I turned around and left him standing there, alone in the dark. I didn't want to argue with him. I was tired of trying and trying, but... I think he was too far gone even then.

He was sick... and he was going to die if he didn't get help. It was out of his control, but Draco didn't realize that - that his problem was controlling him, not the other way around.

When I went to bed that night, I felt the slow despair in my soul.

I couldn't help my own brother.
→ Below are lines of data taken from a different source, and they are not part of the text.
//! Use-Case: selektierte Pfade verschieben.

use crate::app::AppState;
use glam::Vec2;

/// Verschiebt alle selektierten Pfade um ein Welt-Delta.
/// Jede Koordinate erhält dasselbe Delta; eine einzige Dokument-Mutation.
pub fn move_selected(state: &mut AppState, delta: Vec2) {
    if state.selection.is_empty() || delta == Vec2::ZERO {
        return;
    }
    let ids: Vec<u64> = state.selection.ids().iter().copied().collect();
    let doc = state.document_mut();
    for id in ids {
        if let Some(path) = doc.path_mut(id) {
            path.translate(delta);
        }
    }
}
//! Selektions-Flüsse: Klick, Verschieben, Marquee.

use glam::Vec2;
use neon_sign_studio::AppIntent;

use super::support::*;

#[test]
fn click_selects_and_drag_moves_selection() {
    let (mut controller, mut state) = new_app();
    let id = insert_line(&mut state, vec![0.0, 0.0, 100.0, 0.0]);

    press(&mut controller, &mut state, 50.0, 0.0);
    assert!(state.selection.contains(id));

    drag_to(&mut controller, &mut state, 80.0, 30.0);
    release(&mut controller, &mut state, 80.0, 30.0);

    assert_eq!(
        state.document.path(id).unwrap().points,
        vec![30.0, 30.0, 130.0, 30.0]
    );

    // Der ganze Drag ist ein Undo-Schritt
    send(&mut controller, &mut state, AppIntent::UndoRequested);
    assert_eq!(
        state.document.path(id).unwrap().points,
        vec![0.0, 0.0, 100.0, 0.0]
    );
    assert!(state.selection.contains(id));
}

#[test]
fn click_in_place_on_selected_path_records_no_history() {
    let (mut controller, mut state) = new_app();
    let id = insert_line(&mut state, vec![10.0, 5.0, 110.0, 5.0]);
    state.selection.set([id]);

    press(&mut controller, &mut state, 50.0, 5.0);
    release(&mut controller, &mut state, 50.0, 5.0);

    assert!(!state.can_undo());
    assert_eq!(
        state.document.path(id).unwrap().points,
        vec![10.0, 5.0, 110.0, 5.0]
    );
}

#[test]
fn drag_previews_live_and_commits_document_once_on_release() {
    let (mut controller, mut state) = new_app();
    let id = insert_line(&mut state, vec![10.0, 5.0, 110.0, 5.0]);
    state.selection.set([id]);

    press(&mut controller, &mut state, 50.0, 5.0);
    drag_to(&mut controller, &mut state, 60.0, 15.0);

    // Während der Geste bleibt das Dokument unberührt ...
    assert_eq!(
        state.document.path(id).unwrap().points,
        vec![10.0, 5.0, 110.0, 5.0]
    );
    // ... die Szene zeigt den Zwischenstand über die Live-Punkte
    let scene = controller.build_render_scene(&state);
    assert_eq!(scene.paths[0].flattened[0], Vec2::new(20.0, 15.0));

    drag_to(&mut controller, &mut state, 90.0, 45.0);
    release(&mut controller, &mut state, 90.0, 45.0);

    assert_eq!(
        state.document.path(id).unwrap().points,
        vec![50.0, 45.0, 150.0, 45.0]
    );

    // Der ganze Drag ist genau ein Undo-Schritt
    send(&mut controller, &mut state, AppIntent::UndoRequested);
    assert_eq!(
        state.document.path(id).unwrap().points,
        vec![10.0, 5.0, 110.0, 5.0]
    );
    assert!(!state.can_undo());
}

#[test]
fn marquee_selects_contained_paths() {
    let (mut controller, mut state) = new_app();
    let a = insert_line(&mut state, vec![10.0, 10.0, 90.0, 10.0]);
    let b = insert_line(&mut state, vec![10.0, 40.0, 90.0, 40.0]);

    press(&mut controller, &mut state, -20.0, -20.0);
    drag_to(&mut controller, &mut state, 200.0, 100.0);
    release(&mut controller, &mut state, 200.0, 100.0);

    assert!(state.selection.contains(a));
    assert!(state.selection.contains(b));
}

#[test]
fn additive_marquee_keeps_existing_selection() {
    let (mut controller, mut state) = new_app();
    let a = insert_line(&mut state, vec![0.0, 0.0, 100.0, 0.0]);
    let b = insert_line(&mut state, vec![0.0, 200.0, 100.0, 200.0]);

    press(&mut controller, &mut state, 50.0, 0.0);
    release(&mut controller, &mut state, 50.0, 0.0);
    assert!(state.selection.contains(a));

    shift_press(&mut controller, &mut state, -20.0, 150.0);
    drag_to(&mut controller, &mut state, 150.0, 250.0);
    release(&mut controller, &mut state, 150.0, 250.0);

    assert_eq!(state.selection.len(), 2);
    assert!(state.selection.contains(a));
    assert!(state.selection.contains(b));
}

#[test]
fn empty_marquee_replaces_selection() {
    let (mut controller, mut state) = new_app();
    let a = insert_line(&mut state, vec![0.0, 0.0, 100.0, 0.0]);
    press(&mut controller, &mut state, 50.0, 0.0);
    release(&mut controller, &mut state, 50.0, 0.0);
    assert!(state.selection.contains(a));

    press(&mut controller, &mut state, 500.0, 500.0);
    drag_to(&mut controller, &mut state, 510.0, 510.0);
    release(&mut controller, &mut state, 510.0, 510.0);

    assert!(state.selection.is_empty());
}

#[test]
fn escape_clears_selection() {
    let (mut controller, mut state) = new_app();
    insert_line(&mut state, vec![0.0, 0.0, 100.0, 0.0]);
    press(&mut controller, &mut state, 50.0, 0.0);
    release(&mut controller, &mut state, 50.0, 0.0);
    assert!(!state.selection.is_empty());

    send(
        &mut controller,
        &mut state,
        AppIntent::ClearSelectionRequested,
    );
    assert!(state.selection.is_empty());
}
//! Einpassung des Artboards in die Exportfläche.

use glam::Vec2;

use super::ExportScaleMode;

/// Affine Abbildung Artboard → Exportbild: `out = world * scale + offset`.
#[derive(Debug, Clone, Copy, PartialEq)]
pub struct ExportLayout {
    pub scale: f32,
    pub offset: Vec2,
}

impl ExportLayout {
    /// Berechnet die Abbildung eines Artboards der Größe `source` auf ein
    /// Zielbild der Größe `target` (beides in Pixeln).
    ///
    /// `Fit` wählt den kleineren Skalierungsfaktor (Letterbox), `Fill` den
    /// größeren (zentrierter Beschnitt). Das Artboard liegt in beiden
    /// Fällen mittig.
    pub fn compute(source: Vec2, target: Vec2, mode: ExportScaleMode) -> Self {
        let sx = target.x / source.x;
        let sy = target.y / source.y;
        let scale = match mode {
            ExportScaleMode::Fit => sx.min(sy),
            ExportScaleMode::Fill => sx.max(sy),
        };
        let offset = (target - source * scale) * 0.5;
        Self { scale, offset }
    }

    /// Bildet einen Weltpunkt (Artboard-Koordinaten) ins Exportbild ab.
    pub fn apply(&self, world: Vec2) -> Vec2 {
        world * self.scale + self.offset
    }
}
It was beyond my control. Draco was on his own in this one.

Problem was, I didn't think Draco realized it.


- Shinedown


A/N: I was actually going to cut Acheron's things out. But I'm leaving it in there for the hell of it. I'm bored, tired, and besides this chapter serves a purpose... more or less.... It gives you some information, anyway. See the "Citation/Disclaimer(s)/Reference" thing I've got below if you really want the explanation of this chapter.

Citation/Disclaimer(s)/Reference:

1. Again, continuing with the eating disorder Draco's got. In a lot of the fan fictions I've read that a character has an eating disorder, they don't really stress just how bad it is. Again, to the victim of the disorder, it makes perfect sense; it makes them feel better. It makes them feel happier. And as with Draco, it makes him feel like he's in control. That's actually one of the causes of anorexia or things like that. The stereotype is that anorexics believe they're fat. Not all of them, though. Some of them just have a need for control. Also, another thing, in some fan fictions the process of an eating disorder goes too fast. Anorexia, bulimia, whatever it is NOT cured in a day or a few weeks. It takes years. It takes years for it to be cured. And depending on how severe it is, it can take years before anyone notices the eating disorder. Especially when talking about a male with an eating disorder. If they don't realize it themselves, they won't catch it. The morality rate in males is higher than in females due to eating disorders like anorexia and bulimia because it's stereotyped as a "girl problem" and most doctors don't suspect it in a male. Ironically enough, the first person to ever be diagnosed with anorexia was a boy in England.

Again, I'm going to tell you as I write this, a lot of what I know might be outdated. Some of it might've been proven wrong. Medicine is changing constantly, and I haven't looked at anything about eating disorders in over a year. Most of this I already had, so... if you want to know, research it, because I'm NOT an expert on these things. I might be wrong in some of these things I'm saying. I'm just going with the research I've got.